[Dataset entries]
Segment Open

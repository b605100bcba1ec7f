//! HTTP client abstraction for backend communication.
//!
//! This module provides a trait-based abstraction over HTTP clients, enabling
//! dependency injection and easy mocking in tests. Non-2xx statuses are not
//! errors at this layer: transports inspect the status and body themselves
//! to decide whether a failure means "model not found" or something else.

use anyhow::{Context, Result};
use async_trait::async_trait;
use futures::stream::BoxStream;
use futures::{StreamExt, TryStreamExt};
use reqwest::Client;
use serde::de::DeserializeOwned;
use std::time::Duration;

/// Incremental response body, in the order the server sent it.
pub type ByteStream = BoxStream<'static, Result<Vec<u8>>>;

/// A fully buffered HTTP response.
#[derive(Debug, Clone)]
pub struct HttpResponse {
    pub status: u16,
    pub body: String,
}

impl HttpResponse {
    pub fn new(status: u16, body: impl Into<String>) -> Self {
        Self {
            status,
            body: body.into(),
        }
    }

    pub fn is_success(&self) -> bool {
        (200..300).contains(&self.status)
    }

    /// Parses the body as JSON.
    pub fn json<T: DeserializeOwned>(&self) -> Result<T> {
        serde_json::from_str(&self.body)
            .with_context(|| format!("invalid JSON body (status {})", self.status))
    }
}

/// A response whose body is still being received.
pub struct StreamingResponse {
    pub status: u16,
    pub body: ByteStream,
}

impl StreamingResponse {
    pub fn is_success(&self) -> bool {
        (200..300).contains(&self.status)
    }

    /// Drains the remaining body into a string. Used for error payloads.
    pub async fn into_text(self) -> Result<String> {
        let chunks: Vec<Vec<u8>> = self.body.try_collect().await?;
        Ok(String::from_utf8_lossy(&chunks.concat()).into_owned())
    }
}

/// Trait for HTTP communication with generation backends.
///
/// This abstraction allows injecting mock HTTP clients for testing without
/// making real network requests.
///
/// # Example
///
/// ```ignore
/// use codesmith::http_client::{HttpClient, ReqwestHttpClient};
///
/// let client = ReqwestHttpClient::new(Default::default());
/// let response = client.post_json(
///     "https://api.example.com/v1/chat/completions",
///     &[("Authorization", "Bearer sk-...")],
///     &serde_json::json!({"model": "gpt-4o-mini"}),
/// ).await?;
/// ```
#[async_trait]
pub trait HttpClient: Send + Sync {
    /// Sends a GET request, bounded by `timeout` when given.
    async fn get(
        &self,
        url: &str,
        headers: &[(&str, &str)],
        timeout: Option<Duration>,
    ) -> Result<HttpResponse>;

    /// Sends a POST request with a JSON body and buffers the response.
    ///
    /// # Errors
    ///
    /// Returns an error only if the request could not be sent or the body
    /// could not be read. Error statuses are returned as responses.
    async fn post_json(
        &self,
        url: &str,
        headers: &[(&str, &str)],
        body: &serde_json::Value,
    ) -> Result<HttpResponse>;

    /// Sends a POST request with a JSON body and returns the body as a stream.
    ///
    /// Dropping the returned stream closes the underlying connection.
    async fn post_json_streaming(
        &self,
        url: &str,
        headers: &[(&str, &str)],
        body: &serde_json::Value,
    ) -> Result<StreamingResponse>;
}

/// Timeouts applied by [`ReqwestHttpClient`].
#[derive(Debug, Clone, Copy)]
pub struct HttpTimeouts {
    /// Upper bound for buffered requests (completions, listings without an
    /// explicit probe timeout).
    pub request: Duration,
    /// Upper bound for establishing a connection. This is the only bound on
    /// streaming requests, which may legitimately run for a long time.
    pub connect: Duration,
}

impl Default for HttpTimeouts {
    fn default() -> Self {
        Self {
            request: Duration::from_secs(120),
            connect: Duration::from_secs(10),
        }
    }
}

/// HTTP client implementation using reqwest.
///
/// This is the default production implementation that makes real HTTP requests.
pub struct ReqwestHttpClient {
    client: Client,
    timeouts: HttpTimeouts,
}

impl ReqwestHttpClient {
    /// Creates a new HTTP client with the given timeouts.
    pub fn new(timeouts: HttpTimeouts) -> Self {
        let client = Client::builder()
            .connect_timeout(timeouts.connect)
            .build()
            .unwrap_or_else(|_| Client::new());
        Self { client, timeouts }
    }
}

impl Default for ReqwestHttpClient {
    fn default() -> Self {
        Self::new(HttpTimeouts::default())
    }
}

#[async_trait]
impl HttpClient for ReqwestHttpClient {
    async fn get(
        &self,
        url: &str,
        headers: &[(&str, &str)],
        timeout: Option<Duration>,
    ) -> Result<HttpResponse> {
        let mut request = self
            .client
            .get(url)
            .timeout(timeout.unwrap_or(self.timeouts.request));

        for (key, value) in headers {
            request = request.header(*key, *value);
        }

        let response = request.send().await?;
        let status = response.status().as_u16();
        Ok(HttpResponse::new(status, response.text().await?))
    }

    async fn post_json(
        &self,
        url: &str,
        headers: &[(&str, &str)],
        body: &serde_json::Value,
    ) -> Result<HttpResponse> {
        let mut request = self.client.post(url).timeout(self.timeouts.request);

        for (key, value) in headers {
            request = request.header(*key, *value);
        }

        let response = request.json(body).send().await?;
        let status = response.status().as_u16();
        Ok(HttpResponse::new(status, response.text().await?))
    }

    async fn post_json_streaming(
        &self,
        url: &str,
        headers: &[(&str, &str)],
        body: &serde_json::Value,
    ) -> Result<StreamingResponse> {
        let mut request = self.client.post(url);

        for (key, value) in headers {
            request = request.header(*key, *value);
        }

        let response = request.json(body).send().await?;
        let status = response.status().as_u16();
        let body = response
            .bytes_stream()
            .map(|chunk| chunk.map(|bytes| bytes.to_vec()).map_err(anyhow::Error::from))
            .boxed();

        Ok(StreamingResponse { status, body })
    }
}

#[cfg(test)]
pub(crate) mod tests {
    use super::*;
    use std::collections::VecDeque;
    use std::sync::Mutex;

    /// A request seen by [`MockHttpClient`].
    #[derive(Debug, Clone)]
    pub struct RecordedRequest {
        pub method: &'static str,
        pub url: String,
        pub headers: Vec<(String, String)>,
        pub body: Option<serde_json::Value>,
    }

    /// Mock HTTP client for testing.
    ///
    /// Replies are served in FIFO order; every request is recorded.
    pub struct MockHttpClient {
        replies: Mutex<VecDeque<Result<HttpResponse>>>,
        pub requests: Mutex<Vec<RecordedRequest>>,
    }

    impl MockHttpClient {
        /// Creates a mock client that returns the given responses in order.
        pub fn new(replies: Vec<Result<HttpResponse>>) -> Self {
            Self {
                replies: Mutex::new(replies.into()),
                requests: Mutex::new(Vec::new()),
            }
        }

        fn record(
            &self,
            method: &'static str,
            url: &str,
            headers: &[(&str, &str)],
            body: Option<&serde_json::Value>,
        ) {
            self.requests.lock().unwrap().push(RecordedRequest {
                method,
                url: url.to_string(),
                headers: headers
                    .iter()
                    .map(|(k, v)| (k.to_string(), v.to_string()))
                    .collect(),
                body: body.cloned(),
            });
        }

        fn next_reply(&self) -> Result<HttpResponse> {
            self.replies
                .lock()
                .unwrap()
                .pop_front()
                .unwrap_or_else(|| Err(anyhow::anyhow!("no mock reply queued")))
        }
    }

    #[async_trait]
    impl HttpClient for MockHttpClient {
        async fn get(
            &self,
            url: &str,
            headers: &[(&str, &str)],
            _timeout: Option<Duration>,
        ) -> Result<HttpResponse> {
            self.record("GET", url, headers, None);
            self.next_reply()
        }

        async fn post_json(
            &self,
            url: &str,
            headers: &[(&str, &str)],
            body: &serde_json::Value,
        ) -> Result<HttpResponse> {
            self.record("POST", url, headers, Some(body));
            self.next_reply()
        }

        async fn post_json_streaming(
            &self,
            url: &str,
            headers: &[(&str, &str)],
            body: &serde_json::Value,
        ) -> Result<StreamingResponse> {
            self.record("POST", url, headers, Some(body));
            let reply = self.next_reply()?;
            // Split into small pieces so line reassembly gets exercised.
            let pieces: Vec<Result<Vec<u8>>> = reply
                .body
                .as_bytes()
                .chunks(7)
                .map(|c| Ok(c.to_vec()))
                .collect();
            Ok(StreamingResponse {
                status: reply.status,
                body: futures::stream::iter(pieces).boxed(),
            })
        }
    }

    #[test]
    fn test_http_response_success_range() {
        assert!(HttpResponse::new(200, "").is_success());
        assert!(HttpResponse::new(204, "").is_success());
        assert!(!HttpResponse::new(404, "").is_success());
        assert!(!HttpResponse::new(500, "").is_success());
    }

    #[test]
    fn test_http_response_json_reports_status_on_failure() {
        let response = HttpResponse::new(502, "<html>bad gateway</html>");
        let err = response.json::<serde_json::Value>().unwrap_err();
        assert!(err.to_string().contains("502"));
    }

    #[tokio::test]
    async fn test_mock_http_client_serves_replies_in_order() {
        let client = MockHttpClient::new(vec![
            Ok(HttpResponse::new(200, "first")),
            Ok(HttpResponse::new(500, "second")),
        ]);

        let first = client.get("http://a", &[], None).await.unwrap();
        let second = client
            .post_json("http://b", &[("x", "y")], &serde_json::json!({}))
            .await
            .unwrap();

        assert_eq!(first.body, "first");
        assert_eq!(second.status, 500);
        let requests = client.requests.lock().unwrap();
        assert_eq!(requests.len(), 2);
        assert_eq!(requests[1].headers, vec![("x".to_string(), "y".to_string())]);
        drop(requests);
        assert!(client.get("http://c", &[], None).await.is_err());
    }

    #[tokio::test]
    async fn test_streaming_response_into_text_reassembles_body() {
        let client = MockHttpClient::new(vec![Ok(HttpResponse::new(
            404,
            "{\"error\":\"model 'x' not found\"}",
        ))]);
        let response = client
            .post_json_streaming("http://a", &[], &serde_json::json!({}))
            .await
            .unwrap();

        assert!(!response.is_success());
        assert_eq!(
            response.into_text().await.unwrap(),
            "{\"error\":\"model 'x' not found\"}"
        );
    }
}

Segment Closed

* **WORK TASK**
From the records above, show each line that contains the word "Upper".

* **WRITTEN ANSWER**
    /// Upper bound for buffered requests (completions, listings without an
    /// Upper bound for establishing a connection. This is the only bound on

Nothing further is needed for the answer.